Heterogeneity of endothelin-B receptors in rabbit pulmonary resistance arteries

We have previously shown that endothelin-B (ETB) receptors mediate contraction in human and rat pulmonary resistance arteries (PRAs). Here we characterize the endothelin (ET) receptors in rabbits PRAs.
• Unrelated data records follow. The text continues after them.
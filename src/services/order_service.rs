use crate::entities::{
    OrderStatus, book_entity as books, book_image_entity as book_images, cart_entity as carts,
    cart_item_entity as cart_items, member_entity as members, order_entity as orders,
    order_item_entity as order_items,
};
use crate::error::{AppError, AppResult};
use crate::external::Mailer;
use crate::models::*;
use crate::services::pricing;
use crate::utils::generate_claim_code;
use chrono::{Duration, Utc};
use rust_decimal::Decimal;
use sea_orm::sea_query::Expr;
use sea_orm::{
    ActiveModelTrait, ColumnTrait, DatabaseConnection, EntityTrait, IntoActiveModel, ModelTrait,
    PaginatorTrait, QueryFilter, QueryOrder, Set, TransactionTrait,
};
use std::collections::HashMap;

const PICKUP_DEADLINE_DAYS: i64 = 7;
const CLAIM_CODE_ATTEMPTS: u32 = 5;

#[derive(Clone)]
pub struct OrderService {
    pool: DatabaseConnection,
    mailer: Mailer,
}

impl OrderService {
    pub fn new(pool: DatabaseConnection, mailer: Mailer) -> Self {
        Self { pool, mailer }
    }

    /// Converts the member's cart into an order. Everything up to the commit
    /// runs in one transaction; an error on any line leaves no partial order.
    pub async fn place_order(&self, member_id: i64) -> AppResult<OrderResponse> {
        let txn = self.pool.begin().await?;

        let cart = carts::Entity::find()
            .filter(carts::Column::MemberId.eq(member_id))
            .one(&txn)
            .await?
            .ok_or(AppError::EmptyCart)?;

        let items = cart_items::Entity::find()
            .filter(cart_items::Column::CartId.eq(cart.id))
            .all(&txn)
            .await?;
        if items.is_empty() {
            return Err(AppError::EmptyCart);
        }

        // validate stock up front so the error names the offending book
        let mut lines: Vec<(books::Model, i32)> = Vec::with_capacity(items.len());
        for item in &items {
            let book = books::Entity::find_by_id(item.book_id)
                .one(&txn)
                .await?
                .ok_or_else(|| {
                    AppError::NotFound(format!("Book with ID {} not found", item.book_id))
                })?;

            if book.stock < item.quantity {
                return Err(AppError::InsufficientStock {
                    title: book.title,
                    available: book.stock,
                    requested: item.quantity,
                });
            }

            lines.push((book, item.quantity));
        }

        // conditional decrement; a concurrent order racing us past the check
        // above shows up as zero affected rows here
        for (book, quantity) in &lines {
            let result = books::Entity::update_many()
                .col_expr(
                    books::Column::Stock,
                    Expr::col(books::Column::Stock).sub(*quantity),
                )
                .col_expr(
                    books::Column::TotalSold,
                    Expr::col(books::Column::TotalSold).add(i64::from(*quantity)),
                )
                .filter(books::Column::Id.eq(book.id))
                .filter(books::Column::Stock.gte(*quantity))
                .exec(&txn)
                .await?;

            if result.rows_affected == 0 {
                return Err(AppError::InsufficientStock {
                    title: book.title.clone(),
                    available: book.stock,
                    requested: *quantity,
                });
            }
        }

        let completed_orders = orders::Entity::find()
            .filter(orders::Column::MemberId.eq(member_id))
            .filter(orders::Column::OrderStatus.eq(OrderStatus::Completed))
            .count(&txn)
            .await?;

        let priced = pricing::price_order(
            &lines
                .iter()
                .map(|(book, quantity)| (book.price, *quantity))
                .collect::<Vec<_>>(),
            completed_orders,
        );

        let claim_code = self.allocate_claim_code(&txn).await?;

        let now = Utc::now();
        let order = orders::ActiveModel {
            member_id: Set(member_id),
            total_price: Set(priced.total),
            discount_amount: Set(priced.discount_amount),
            applied_discounts: Set(priced.discount_tags()),
            order_status: Set(OrderStatus::Pending),
            is_paid: Set(false),
            claim_code: Set(claim_code),
            order_date: Set(now),
            pickup_deadline: Set(now + Duration::days(PICKUP_DEADLINE_DAYS)),
            cancelled_at: Set(None),
            fulfillment_method: Set("pickup".to_string()),
            created_at: Set(now),
            updated_at: Set(now),
            ..Default::default()
        }
        .insert(&txn)
        .await?;

        for (book, quantity) in &lines {
            order_items::ActiveModel {
                order_id: Set(order.id),
                book_id: Set(book.id),
                quantity: Set(*quantity),
                unit_price: Set(book.price),
                discount_applied: Set(Decimal::ZERO),
                line_total: Set(pricing::line_total(book.price, *quantity)),
                created_at: Set(now),
                updated_at: Set(now),
                ..Default::default()
            }
            .insert(&txn)
            .await?;
        }

        // the cart is consumed, not merely emptied
        cart_items::Entity::delete_many()
            .filter(cart_items::Column::CartId.eq(cart.id))
            .exec(&txn)
            .await?;
        cart.delete(&txn).await?;

        txn.commit().await?;

        let response = self.build_order_response(order).await?;
        self.notify_placed(member_id, &response).await;

        Ok(response)
    }

    pub async fn list_all(&self) -> AppResult<Vec<OrderResponse>> {
        let models = orders::Entity::find()
            .order_by_desc(orders::Column::CreatedAt)
            .all(&self.pool)
            .await?;
        self.build_order_responses(models).await
    }

    pub async fn list_mine(&self, member_id: i64) -> AppResult<Vec<OrderResponse>> {
        let models = orders::Entity::find()
            .filter(orders::Column::MemberId.eq(member_id))
            .order_by_desc(orders::Column::CreatedAt)
            .all(&self.pool)
            .await?;
        self.build_order_responses(models).await
    }

    pub async fn get_order(&self, id: i64) -> AppResult<OrderResponse> {
        let order = orders::Entity::find_by_id(id)
            .one(&self.pool)
            .await?
            .ok_or_else(|| AppError::NotFound("Order not found".to_string()))?;
        self.build_order_response(order).await
    }

    /// Staff status correction, held to the same transition table as the
    /// dedicated cancel/claim flows.
    pub async fn update_status(
        &self,
        id: i64,
        request: OrderStatusUpdateRequest,
    ) -> AppResult<OrderResponse> {
        let order = orders::Entity::find_by_id(id)
            .one(&self.pool)
            .await?
            .ok_or_else(|| AppError::NotFound("Order not found".to_string()))?;

        if !order.order_status.can_transition_to(request.order_status) {
            return Err(AppError::InvalidTransition(format!(
                "Cannot change order status from {} to {}",
                order.order_status, request.order_status
            )));
        }

        let member_id = order.member_id;
        let mut model = order.into_active_model();
        model.order_status = Set(request.order_status);
        if let Some(is_paid) = request.is_paid {
            model.is_paid = Set(is_paid);
        }
        model.updated_at = Set(Utc::now());

        let order = model.update(&self.pool).await?;
        let response = self.build_order_response(order).await?;

        if request.order_status == OrderStatus::Completed {
            self.notify_dispatched(member_id, &response).await;
        }

        Ok(response)
    }

    pub async fn cancel_order(&self, member_id: i64, id: i64) -> AppResult<OrderResponse> {
        let order = orders::Entity::find_by_id(id)
            .filter(orders::Column::MemberId.eq(member_id))
            .one(&self.pool)
            .await?
            .ok_or_else(|| AppError::NotFound("Order not found or not yours".to_string()))?;

        if order.order_status != OrderStatus::Pending {
            return Err(AppError::InvalidTransition(
                "Only pending orders can be cancelled".to_string(),
            ));
        }

        let now = Utc::now();
        let mut model = order.into_active_model();
        model.order_status = Set(OrderStatus::Cancelled);
        model.cancelled_at = Set(Some(now));
        model.updated_at = Set(now);

        let order = model.update(&self.pool).await?;
        let response = self.build_order_response(order).await?;
        self.notify_cancelled(member_id, &response).await;

        Ok(response)
    }

    pub async fn claim_by_code(&self, code: &str) -> AppResult<OrderResponse> {
        if code.trim().is_empty() {
            return Err(AppError::ValidationError(
                "Claim code is required".to_string(),
            ));
        }

        let order = orders::Entity::find()
            .filter(orders::Column::ClaimCode.eq(code))
            .one(&self.pool)
            .await?
            .ok_or_else(|| {
                AppError::NotFound("No order found with the provided claim code".to_string())
            })?;

        if order.order_status != OrderStatus::Pending {
            return Err(AppError::InvalidTransition(
                "Only pending orders can be claimed".to_string(),
            ));
        }

        let mut model = order.into_active_model();
        model.order_status = Set(OrderStatus::Claimed);
        model.is_paid = Set(true);
        model.updated_at = Set(Utc::now());

        let order = model.update(&self.pool).await?;
        self.build_order_response(order).await
    }

    pub async fn delete_order(&self, id: i64) -> AppResult<OrderResponse> {
        let order = orders::Entity::find_by_id(id)
            .one(&self.pool)
            .await?
            .ok_or_else(|| AppError::NotFound("Order not found".to_string()))?;

        let response = self.build_order_response(order.clone()).await?;
        // line items cascade with the order
        order.delete(&self.pool).await?;

        Ok(response)
    }

    // ===== helpers =====

    async fn allocate_claim_code(
        &self,
        txn: &sea_orm::DatabaseTransaction,
    ) -> AppResult<String> {
        for _ in 0..CLAIM_CODE_ATTEMPTS {
            let code = generate_claim_code();
            let collision = orders::Entity::find()
                .filter(orders::Column::ClaimCode.eq(&code))
                .one(txn)
                .await?
                .is_some();
            if !collision {
                return Ok(code);
            }
        }

        Err(AppError::InternalError(
            "Failed to allocate a unique claim code".to_string(),
        ))
    }

    async fn build_order_response(&self, order: orders::Model) -> AppResult<OrderResponse> {
        let mut responses = self.build_order_responses(vec![order]).await?;
        Ok(responses.remove(0))
    }

    async fn build_order_responses(
        &self,
        models: Vec<orders::Model>,
    ) -> AppResult<Vec<OrderResponse>> {
        if models.is_empty() {
            return Ok(Vec::new());
        }

        let order_ids: Vec<i64> = models.iter().map(|o| o.id).collect();
        let items = order_items::Entity::find()
            .filter(order_items::Column::OrderId.is_in(order_ids))
            .all(&self.pool)
            .await?;

        let book_ids: Vec<i64> = items.iter().map(|i| i.book_id).collect();
        let titles: HashMap<i64, String> = books::Entity::find()
            .filter(books::Column::Id.is_in(book_ids.clone()))
            .all(&self.pool)
            .await?
            .into_iter()
            .map(|b| (b.id, b.title))
            .collect();

        let mut cover_by_book: HashMap<i64, String> = HashMap::new();
        for image in book_images::Entity::find()
            .filter(book_images::Column::BookId.is_in(book_ids))
            .all(&self.pool)
            .await?
        {
            cover_by_book.entry(image.book_id).or_insert(image.url);
        }

        let mut items_by_order: HashMap<i64, Vec<OrderItemResponse>> = HashMap::new();
        for item in items {
            items_by_order
                .entry(item.order_id)
                .or_default()
                .push(OrderItemResponse {
                    book_id: item.book_id,
                    title: titles
                        .get(&item.book_id)
                        .cloned()
                        .unwrap_or_else(|| "Unknown".to_string()),
                    image: cover_by_book.get(&item.book_id).cloned(),
                    quantity: item.quantity,
                    unit_price: item.unit_price,
                    discount_applied: item.discount_applied,
                    line_total: item.line_total,
                });
        }

        Ok(models
            .into_iter()
            .map(|order| OrderResponse {
                items: items_by_order.remove(&order.id).unwrap_or_default(),
                id: order.id,
                member_id: order.member_id,
                claim_code: order.claim_code,
                total_price: order.total_price,
                discount_amount: order.discount_amount,
                applied_discounts: order.applied_discounts,
                order_status: order.order_status,
                is_paid: order.is_paid,
                order_date: order.order_date,
                pickup_deadline: order.pickup_deadline,
                cancelled_at: order.cancelled_at,
                fulfillment_method: order.fulfillment_method,
            })
            .collect())
    }

    async fn member_contact(&self, member_id: i64) -> Option<(String, String)> {
        match members::Entity::find_by_id(member_id).one(&self.pool).await {
            Ok(Some(member)) => Some((member.email, member.name)),
            Ok(None) => None,
            Err(e) => {
                log::warn!("Failed to look up member {member_id} for email: {e}");
                None
            }
        }
    }

    async fn notify_placed(&self, member_id: i64, order: &OrderResponse) {
        if let Some((email, name)) = self.member_contact(member_id).await
            && let Err(e) = self.mailer.send_order_placed(&email, &name, order).await
        {
            log::warn!("Failed to send order confirmation for order {}: {e}", order.id);
        }
    }

    async fn notify_dispatched(&self, member_id: i64, order: &OrderResponse) {
        if let Some((email, name)) = self.member_contact(member_id).await
            && let Err(e) = self.mailer.send_order_dispatched(&email, &name, order).await
        {
            log::warn!("Failed to send dispatch email for order {}: {e}", order.id);
        }
    }

    async fn notify_cancelled(&self, member_id: i64, order: &OrderResponse) {
        if let Some((email, name)) = self.member_contact(member_id).await
            && let Err(e) = self
                .mailer
                .send_order_cancelled(&email, &name, &order.claim_code)
                .await
        {
            log::warn!("Failed to send cancellation email for order {}: {e}", order.id);
        }
    }
}
use crate::middlewares::auth_user;
use crate::models::*;
use crate::services::CartService;
use actix_web::{HttpRequest, HttpResponse, ResponseError, Result, web};
use serde_json::json;

#[utoipa::path(
    get,
    path = "/cart",
    tag = "cart",
    security(("bearer_auth" = [])),
    responses(
        (status = 200, description = "Current cart", body = CartResponse),
        (status = 403, description = "Not a member")
    )
)]
pub async fn get_cart(
    cart_service: web::Data<CartService>,
    req: HttpRequest,
) -> Result<HttpResponse> {
    let member_id = match auth_user(&req).and_then(|user| user.require_member()) {
        Ok(id) => id,
        Err(e) => return Ok(e.error_response()),
    };

    match cart_service.get_cart(member_id).await {
        Ok(cart) => Ok(HttpResponse::Ok().json(json!({
            "success": true,
            "data": { "cart": cart }
        }))),
        Err(e) => Ok(e.error_response()),
    }
}

#[utoipa::path(
    post,
    path = "/cart/add",
    tag = "cart",
    request_body = AddToCartRequest,
    security(("bearer_auth" = [])),
    responses(
        (status = 200, description = "Item added"),
        (status = 400, description = "Quantity exceeds stock"),
        (status = 404, description = "Book not found")
    )
)]
pub async fn add_to_cart(
    cart_service: web::Data<CartService>,
    req: HttpRequest,
    request: web::Json<AddToCartRequest>,
) -> Result<HttpResponse> {
    let member_id = match auth_user(&req).and_then(|user| user.require_member()) {
        Ok(id) => id,
        Err(e) => return Ok(e.error_response()),
    };

    match cart_service.add_to_cart(member_id, request.into_inner()).await {
        Ok(()) => Ok(HttpResponse::Ok().json(json!({
            "success": true,
            "message": "Item added to cart"
        }))),
        Err(e) => Ok(e.error_response()),
    }
}

#[utoipa::path(
    put,
    path = "/cart/update/{book_id}",
    tag = "cart",
    params(("book_id" = i64, Path, description = "Book id")),
    request_body = UpdateCartRequest,
    security(("bearer_auth" = [])),
    responses(
        (status = 200, description = "Quantity updated"),
        (status = 404, description = "Item not in cart")
    )
)]
pub async fn update_quantity(
    cart_service: web::Data<CartService>,
    req: HttpRequest,
    path: web::Path<i64>,
    request: web::Json<UpdateCartRequest>,
) -> Result<HttpResponse> {
    let member_id = match auth_user(&req).and_then(|user| user.require_member()) {
        Ok(id) => id,
        Err(e) => return Ok(e.error_response()),
    };

    match cart_service
        .update_quantity(member_id, path.into_inner(), request.into_inner())
        .await
    {
        Ok(()) => Ok(HttpResponse::Ok().json(json!({
            "success": true,
            "message": "Quantity updated"
        }))),
        Err(e) => Ok(e.error_response()),
    }
}

#[utoipa::path(
    delete,
    path = "/cart/remove/{book_id}",
    tag = "cart",
    params(("book_id" = i64, Path, description = "Book id")),
    security(("bearer_auth" = [])),
    responses(
        (status = 200, description = "Item removed"),
        (status = 404, description = "Item not in cart")
    )
)]
pub async fn remove_item(
    cart_service: web::Data<CartService>,
    req: HttpRequest,
    path: web::Path<i64>,
) -> Result<HttpResponse> {
    let member_id = match auth_user(&req).and_then(|user| user.require_member()) {
        Ok(id) => id,
        Err(e) => return Ok(e.error_response()),
    };

    match cart_service.remove_item(member_id, path.into_inner()).await {
        Ok(()) => Ok(HttpResponse::Ok().json(json!({
            "success": true,
            "message": "Item removed from cart"
        }))),
        Err(e) => Ok(e.error_response()),
    }
}

#[utoipa::path(
    delete,
    path = "/cart/clear",
    tag = "cart",
    security(("bearer_auth" = [])),
    responses((status = 200, description = "Cart cleared"))
)]
pub async fn clear_cart(
    cart_service: web::Data<CartService>,
    req: HttpRequest,
) -> Result<HttpResponse> {
    let member_id = match auth_user(&req).and_then(|user| user.require_member()) {
        Ok(id) => id,
        Err(e) => return Ok(e.error_response()),
    };

    match cart_service.clear_cart(member_id).await {
        Ok(()) => Ok(HttpResponse::Ok().json(json!({
            "success": true,
            "message": "Cart cleared"
        }))),
        Err(e) => Ok(e.error_response()),
    }
}

pub fn cart_config(cfg: &mut web::ServiceConfig) {
    cfg.service(
        web::scope("/cart")
            .route("", web::get().to(get_cart))
            .route("/add", web::post().to(add_to_cart))
            .route("/update/{book_id}", web::put().to(update_quantity))
            .route("/remove/{book_id}", web::delete().to(remove_item))
            .route("/clear", web::delete().to(clear_cart)),
    );
}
PRAs (similar to150 mum i.d.) were studied using wire myography. Vasoconstrictor effects to ET-1, ET-3, and the ETB-selective agonist sarafotoxin S6c (S6c) were studied in the presence and absence of the ETA receptor antagonist FR139317, the ETB-selective antagonist BQ788, and the mixed ETA/ETB antagonist SB209670. The effect of SB209670 was also studied in human PRAs (similar to250 mum i.d.). Competitive ET-1 binding studies were also carried out on rabbit small pulmonary artery homogenates. The potencies of the agonists were in the following order: S6c>ET-3 = ET-1. Concentration-response curves (CRCs) to ET-1 were biphasic, with a gradual slope up to similar to1 nM and a steeper component at higher concentrations of ET-1. Neither FR139317 (1 muM) nor BQ788 (1 muM) inhibited responses to ET-1. BQ788 inhibited S6c- and ET-3 induced contractions with pK(b) values of 6.8 +/- 0.1 and 6.3 +/- 0.2, respectively. SB209670 inhibited responses to ET-1 in the higher concentration component of the CRC and inhibited responses to S6c in a competitive fashion. pKb values for ET-1 and S6c were 6.8 0.2 and 7.5 +/- 1, respectively. SB209670 (0.1-1 muM) totally abolished responses to ET-1 in human PRAs. The binding assay established two ET binding sites in rabbit PRAs, one low affinity (K-i = 480 pM) and one high affinity (K-i = 64 fM). The study provides evidence for a heterogeneous population of ETB-like receptors in pulmonary resistance arteries, including an atypical ETB receptor sensitive to SB209670.